I received a lot of responses from my readers about my last blog post (Yay, success in getting the conversation started!). Your curiosity was piqued by my supplement routine, in particular how iodine comes into play. Some of you have heard conflicting information about iodine and thyroid issues. In my experience, supplementing with iodine rich foods and a high quality iodine supplement has made a world of difference.
Why iodine is important
Iodine is essential for these reasons: (1) your immune system relies on this mineral to function, (2) iodine is a natural antiseptic and, (3)a fragile balance exists between iodine levels, the thyroid gland, and overall health. The function of the thyroid gland is to take iodine and convert it into thryoid hormones (T3 & T4). Thyroid cells are the only cells in the body which can absorb iodine. Without iodine, energy levels plummet, hormones can become imbalanced, and physical and emotional states can suffer.

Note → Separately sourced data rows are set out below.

#[cfg(test)]
mod tests {
    use super::*;
    use crate::discovery;
    use crate::security::RolePermissions;
    use apiquery_proto::SortOrder;

    struct Fixture {
        catalog: Catalog,
        config: EngineConfig,
        permissions: RolePermissions,
    }

    impl Fixture {
        fn new() -> Self {
            Self {
                catalog: discovery::catalog().unwrap(),
                config: EngineConfig::default(),
                permissions: RolePermissions::new(),
            }
        }

        fn normalize(
            &self,
            entity: &str,
            caller: &CallerContext,
            options: &GetOptions,
        ) -> Result<NormalizedQuery<'_>> {
            let normalizer =
                Normalizer::new(&self.catalog, &self.config, &self.permissions, *caller);
            normalizer.normalize(self.catalog.get(entity)?, options)
        }
    }

    #[test]
    fn test_coerces_ids_and_filters() {
        let fixture = Fixture::new();
        let options = GetOptions::new()
            .with_ids("dserviceids", ["1", "2"])
            .with_filter("status", ["0"]);
        let query = fixture
            .normalize("dservice", &CallerContext::admin(1), &options)
            .unwrap();

        assert_eq!(query.id_filters[0].1, vec![Value::Int(1), Value::Int(2)]);
        assert_eq!(query.filter[0].1, vec![Value::Int(0)]);
        assert!(!query.denied);
        assert_eq!(query.mode, ResultMode::Rows);
    }

    #[test]
    fn test_rejects_unknown_names() {
        let fixture = Fixture::new();
        let caller = CallerContext::admin(1);

        let err = fixture
            .normalize("dservice", &caller, &GetOptions::new().with_filter("colour", [1]))
            .unwrap_err();
        assert!(matches!(err, Error::InvalidOption { option, .. } if option == "colour"));

        let err = fixture
            .normalize("dservice", &caller, &GetOptions::new().sort_by(SortSpec::asc("dns")))
            .unwrap_err();
        assert!(matches!(err, Error::InvalidOption { option, .. } if option == "dns"));

        let err = fixture
            .normalize(
                "dservice",
                &caller,
                &GetOptions::new().with_output(Output::fields(["nope"])),
            )
            .unwrap_err();
        assert!(matches!(err, Error::InvalidOption { option, .. } if option == "nope"));

        let err = fixture
            .normalize("dservice", &caller, &GetOptions::new().with_search("port", "80"))
            .unwrap_err();
        assert!(matches!(err, Error::InvalidOption { option, .. } if option == "port"));

        let err = fixture
            .normalize("dservice", &caller, &GetOptions::new().with_ids("itemids", [1]))
            .unwrap_err();
        assert!(matches!(err, Error::InvalidOption { option, .. } if option == "itemids"));
    }

    #[test]
    fn test_denied_below_read_role() {
        let fixture = Fixture::new();
        let query = fixture
            .normalize("dservice", &CallerContext::user(3), &GetOptions::new())
            .unwrap();
        assert!(query.denied);

        let query = fixture
            .normalize("dservice", &CallerContext::user(3), &GetOptions::new().no_permissions())
            .unwrap();
        assert!(!query.denied);
    }

    #[test]
    fn test_relations_in_declaration_order_with_natural_sort() {
        let fixture = Fixture::new();
        let options = GetOptions::new()
            .with_select("hosts", Select::Count)
            .with_select("drules", Select::fields(["name"]));
        let query = fixture
            .normalize("dservice", &CallerContext::admin(1), &options)
            .unwrap();

        let names: Vec<_> = query.relations.iter().map(|r| r.relation.name.as_str()).collect();
        assert_eq!(names, vec!["drules", "hosts"]);
        assert_eq!(query.relations[0].query.sort, vec![SortSpec::asc("name")]);
        assert!(query.relations[1].count);
        assert_eq!(query.relations[1].query.output, Output::Fields(vec![]));
    }

    #[test]
    fn test_group_count_columns() {
        let fixture = Fixture::new();
        let options = GetOptions::new()
            .with_ids("druleids", [1])
            .with_ids("dhostids", [1, 2])
            .group_count();
        let query = fixture
            .normalize("dservice", &CallerContext::admin(1), &options)
            .unwrap();

        match &query.mode {
            ResultMode::GroupCount(columns) => {
                let names: Vec<_> = columns.iter().map(|c| c.name.as_str()).collect();
                assert_eq!(names, vec!["dhostid", "druleid"]);
                assert_eq!(columns[1].via.len(), 1);
            }
            other => panic!("Expected group count, got {other:?}"),
        }

        let err = fixture
            .normalize("dservice", &CallerContext::admin(1), &GetOptions::new().group_count())
            .unwrap_err();
        assert!(matches!(err, Error::InvalidOption { option, .. } if option == "groupCount"));
    }

    #[test]
    fn test_depth_limit() {
        let mut fixture = Fixture::new();
        fixture.config = EngineConfig::new().with_max_relation_depth(1);

        let inner = GetOptions::new().with_select("dchecks", Select::Count);
        let options = GetOptions::new().with_select("drules", Select::Nested(Box::new(inner)));
        let err = fixture
            .normalize("dservice", &CallerContext::admin(1), &options)
            .unwrap_err();
        assert!(matches!(err, Error::InvalidOption { option, .. } if option == "selectDChecks"));
    }

    #[test]
    fn test_limit_and_ceiling() {
        let mut fixture = Fixture::new();
        fixture.config = EngineConfig::new().with_row_ceiling(100);
        let caller = CallerContext::admin(1);

        let query = fixture.normalize("dservice", &caller, &GetOptions::new()).unwrap();
        assert_eq!(query.limit, Some(100));

        let query = fixture
            .normalize("dservice", &caller, &GetOptions::new().with_limit(5))
            .unwrap();
        assert_eq!(query.limit, Some(5));

        let options = GetOptions::new()
            .with_select("dhosts", Select::extend())
            .sort_by(SortSpec {
                field: "ip".into(),
                order: SortOrder::Desc,
            });
        let query = fixture.normalize("dservice", &caller, &options).unwrap();
        assert_eq!(query.relations[0].query.limit, None);
    }

    #[test]
    fn test_limit_must_fit_signed_integer() {
        let fixture = Fixture::new();
        let caller = CallerContext::admin(1);

        let query = fixture
            .normalize("dservice", &caller, &GetOptions::new().with_limit(MAX_LIMIT))
            .unwrap();
        assert_eq!(query.limit, Some(MAX_LIMIT));

        let err = fixture
            .normalize("dservice", &caller, &GetOptions::new().with_limit(u64::MAX))
            .unwrap_err();
        assert!(matches!(err, Error::InvalidOption { option, .. } if option == "limit"));
    }

    #[test]
    fn test_empty_search_on_unknown_field_is_rejected() {
        let fixture = Fixture::new();
        let options = GetOptions::new().with_search("bogus", "");
        let err = fixture
            .normalize("dservice", &CallerContext::admin(1), &options)
            .unwrap_err();
        assert!(matches!(err, Error::InvalidOption { option, .. } if option == "bogus"));
    }

    #[test]
    fn test_editable_scope_constraint() {
        let mut fixture = Fixture::new();
        fixture.permissions = RolePermissions::new().grant_editable("drule", 4, [1i64]);
        let query = fixture
            .normalize("drule", &CallerContext::admin(4), &GetOptions::new().editable())
            .unwrap();
        assert_eq!(
            query.constraints,
            vec![("druleid".to_string(), vec![Value::Int(1)])]
        );
    }
}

In addition to supporting the thyroid, there are many other benefits of iodine. It’s a terrific cleanser and detoxing agent for the body. It can prevent harm from radiation (and your thyroid is particularly sensitive to radiation damage), it helps to aid digestion and regularity, and assists in improving brain development. Iodine can be a critical cancer preventative too.
Why we are deficient in iodine
Today, our agricultural methods leave soils depleted of minerals, making it very difficult to get iodine in foods. We are not eating enough of the foods I list below. Sadly, the modern diet is full of processed foods, instead of iodine-providing plant, fruit and sea-based foods.
It’s hard to detect if you have insufficient iodine on a blood test, so one quick clue is to look at the coloration of your fingernails. If your fingernails don’t have healthy color to them, chances are you’re lacking enough iodine.
Doesn’t table salt have iodine?
If you think table salt is a good source of iodine, think again. Today’s table salt is actually a manufactured form of sodium (sodium chloride). It does contain added iodine, but that is served with a side of chemical additives and zero nutritional value. Table salt is processed, bleached, and given a chemical bath.
Stay away from table salt and choose only natural, sea salts like these instead:
- Redmond Real Salt
- Natierra Himalayan Pink Salt
- Celtic Sea Salt
The best food sources of iodine
Thankfully, organic methods don’t deplete the soil and produce more nutrient rich foods. Prioritizing organic foods is an important first step to take.
Next, consider that most of the world’s accessible iodine is in the ocean, therefore sea-plants and seafood are rich sources.I recommend adding in as many of these foods as possible (don’t let this list overwhlelm you, just bring in one or two of these a day):
- Nori, wakame, kelp, or dulse seaweed
- Wild caught cod, lobster, and shrimp
- Leafy greens (arugula, spinach, romaine, red leaf, butter lettuces, parsley and dandelion greens)
- Navy beans
- Organic strawberries
Look for spirulina, bladderwrack, or kelp capsules, or a high-quality nascent iodine designed for oral/internal use. This form of iodine is safer and viewed as more effective than the potassium iodine supplement form. Nacent Iodine holds the atomic form of iodine and the body more easily absorbs and utilizes the supplement because of this. My preferred supplement is Global Healing Center Nascent Iodine Detoxadine.
If you think your thyroid issues could be related to iodine deficiency, don’t hesitate to start incorporating the foods above as part of your healthy diet (that you can start anytime!) and then check out an iodine supplement. Remember, these are changes and supplements that have worked for me, but we’re all unique. Consult your doctor before starting any supplement routine.